All this reminds me of what Keith Buchanan said almost 40 years ago when he referred to the efforts of 'The White North' to impose population solutions on the rest of the world by arguing that rapid population growth was a cancer that would erode a nation's chance of development and security, and that birth control and family planning was the solution to all the ills facing world society.
The traditional Malthusian argument that population would always outstrip food production was I thought laid to rest some decades ago. But come back Paul Erlich and the population doom-mongers. 'People pollution' is back on the agenda, the 'population bomb' now has another connotation, and like 40 years ago the response smacks of neo-colonialism, particularly when it is tied to threats or aid.
Population growth is the problem, because it creates vast numbers of hungry, footloose and dangerous 'Third Worlders'. We know best, and the answer is to impose the Western experience, and if you want investment and aid you had better adopt a family planning strategy. There is a great irony here.
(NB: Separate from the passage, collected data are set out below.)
// ─────────────────────────────────────────────────────────────────────
// Gravgrad — Forward Engine (Run Orchestrator)
// ─────────────────────────────────────────────────────────────────────
//! One forward run:
//!   1. Validate prisms and grid
//!   2. Accumulate every prism at every observation point
//!   3. Scale to mGal / Eotvos and derive gxx
//!   4. Optionally remove each channel's mean
//!   5. Package grids with coordinates and timing

use std::time::Instant;

use gravgrad_physics::{remove_means, FieldAccumulator};
use gravgrad_types::{ForwardConfig, GravGradResult, Model, ObservationGrid, Prism};

use crate::result::ForwardResult;

/// Forward modelling engine. Stateless between runs.
#[derive(Debug, Clone, PartialEq)]
pub struct ForwardEngine {
    config: ForwardConfig,
}

impl ForwardEngine {
    pub fn new(config: ForwardConfig) -> GravGradResult<Self> {
        config.validate()?;
        Ok(Self { config })
    }

    /// Field-only, parallel, no mean removal.
    pub fn default_params() -> Self {
        Self {
            config: ForwardConfig::default(),
        }
    }

    pub fn config(&self) -> &ForwardConfig {
        &self.config
    }

    pub fn run(&self, prisms: &[Prism], grid: &ObservationGrid) -> GravGradResult<ForwardResult> {
        let start = Instant::now();
        log::info!(
            "forward run: {} prisms, {}x{} grid at height {}, gradient={}",
            prisms.len(),
            grid.nx(),
            grid.ny(),
            grid.height(),
            self.config.gradient_enabled
        );

        let accumulator = FieldAccumulator::from_config(&self.config);
        let mut grids = accumulator.accumulate(prisms, grid)?;
        log::debug!("accumulate: {:.3} ms", start.elapsed().as_secs_f64() * 1e3);

        let removed_means = if self.config.remove_mean {
            let t = Instant::now();
            let means = remove_means(&mut grids);
            log::debug!("mean removal: {:.3} ms", t.elapsed().as_secs_f64() * 1e3);
            means
        } else {
            Vec::new()
        };

        let elapsed_ms = start.elapsed().as_secs_f64() * 1e3;
        log::info!("forward run complete in {elapsed_ms:.3} ms");

        Ok(ForwardResult {
            grids,
            x_coords: grid.x_coords().to_vec(),
            y_coords: grid.y_coords().to_vec(),
            height: grid.height(),
            config: self.config.clone(),
            removed_means,
            elapsed_ms,
        })
    }

    /// Run a self-contained model with its own configuration.
    pub fn run_model(model: &Model) -> GravGradResult<ForwardResult> {
        model.validate()?;
        Self::new(model.config.clone())?.run(&model.prisms, &model.grid)
    }
}
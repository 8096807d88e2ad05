// ─────────────────────────────────────────────────────────────────────
// Gravgrad — Error Hierarchy
// ─────────────────────────────────────────────────────────────────────

use thiserror::Error;

/// Root error type for all forward-model failures.
#[derive(Error, Debug, Clone, PartialEq)]
pub enum GravGradError {
    /// Malformed prism bounds, empty model, empty grid, non-finite input.
    #[error("validation error: {0}")]
    Validation(String),

    /// Configuration error (bad values or unparsable JSON).
    #[error("config error: {0}")]
    Config(String),

    /// A non-finite value escaped the kernel. Indicates a missed
    /// singularity branch, never a property of the input.
    #[error("numerical error: {0}")]
    Numerical(String),

    /// Raw data does not match the grid shape it is meant to fill.
    #[error("dimension mismatch: expected {expected} values, got {actual}")]
    Dimension { expected: usize, actual: usize },
}

pub type GravGradResult<T> = Result<T, GravGradError>;
// ─────────────────────────────────────────────────────────────────────
// Gravgrad — Prism Gravity Physics
// (C) 1998-2026 Miroslav Sotek. All rights reserved.
// License: GNU AGPL v3 | Commercial licensing available
// ─────────────────────────────────────────────────────────────────────
#![deny(unsafe_code)]
//! Closed-form gravity field and gravity-gradient tensor of right
//! rectangular prisms: singular-safe primitives, the per-edge line
//! integral, superposition over an observation grid, and mean removal.

pub mod accumulator;
pub mod density;
pub mod edge;
pub mod grids;
pub mod kernel;
pub mod params;
pub mod postprocess;
pub mod primitives;

pub use accumulator::FieldAccumulator;
pub use density::WetBulkDensity;
pub use grids::{Channel, Grid2, OutputGrids};
pub use kernel::{Contribution, PrismSource};
pub use params::{FIELD_SCALE_MGAL, GRADIENT_SCALE_EOTVOS, TINY};
pub use postprocess::{remove_mean, remove_means};
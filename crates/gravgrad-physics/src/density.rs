// ─────────────────────────────────────────────────────────────────────
// Gravgrad — Wet Bulk Density
// ─────────────────────────────────────────────────────────────────────
//! Density contrasts for CO₂ storage monitoring, derived from pore-fluid
//! saturations. Densities in g/cc, porosity and saturations as fractions.

use serde::{Deserialize, Serialize};

use gravgrad_types::{GravGradError, GravGradResult};

/// Pore-space properties of one reservoir cell.
#[derive(Debug, Clone, Copy, PartialEq, Serialize, Deserialize)]
pub struct WetBulkDensity {
    pub porosity: f64,
    pub brine_density: f64,
}

impl WetBulkDensity {
    pub fn new(porosity: f64, brine_density: f64) -> GravGradResult<Self> {
        let wbd = Self {
            porosity,
            brine_density,
        };
        wbd.validate()?;
        Ok(wbd)
    }

    pub fn validate(&self) -> GravGradResult<()> {
        if !(0.0..=1.0).contains(&self.porosity) {
            return Err(GravGradError::Validation(format!(
                "porosity must be in [0, 1], got {}",
                self.porosity
            )));
        }
        if !self.brine_density.is_finite() {
            return Err(GravGradError::Validation(format!(
                "brine density must be finite, got {}",
                self.brine_density
            )));
        }
        Ok(())
    }

    /// Bulk density at one time step:
    /// `(1 − φ)·ρ_rock + φ·S_brine·ρ_brine + φ·S_co2·ρ_co2`.
    pub fn single_time(
        &self,
        rock_density: f64,
        brine_saturation: f64,
        co2_density: f64,
        co2_saturation: f64,
    ) -> f64 {
        let phi = self.porosity;
        (1.0 - phi) * rock_density
            + phi * brine_saturation * self.brine_density
            + phi * co2_density * co2_saturation
    }

    /// Change in bulk density since a baseline survey, as CO₂ displaces
    /// brine. This is the contrast assigned to a prism for time-lapse runs.
    pub fn time_lapse_contrast(
        &self,
        co2_saturation: f64,
        baseline_co2_saturation: f64,
        co2_density: f64,
    ) -> f64 {
        (co2_saturation - baseline_co2_saturation)
            * self.porosity
            * (co2_density - self.brine_density)
    }
}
On the one hand developed nations are strongly committed to the belief that all women have the right (at least in their own countries) to determine their own fertility performance. On the other, they are often the first to insist that family planning and birth control programs should be actively promoted and formalised throughout the developing world. Surely it is a basic human right that choices about fertility and child bearing are voluntary and not imposed by governments or international agencies?
As Frank Furedi has recently argued, we now have a new security agenda where the emphasis has shifted from the geopolitical domain to the demographic and environmental domains.
In all of this there is also more than a hint of environmental determinism, which links increasing population, environmental degradation, climate change and declining natural resources and sees them all as major threats to world security.
In such an environment it seems that nearly everyone is prepared to jump on the bandwagon of insecurity and 'the war on terror'.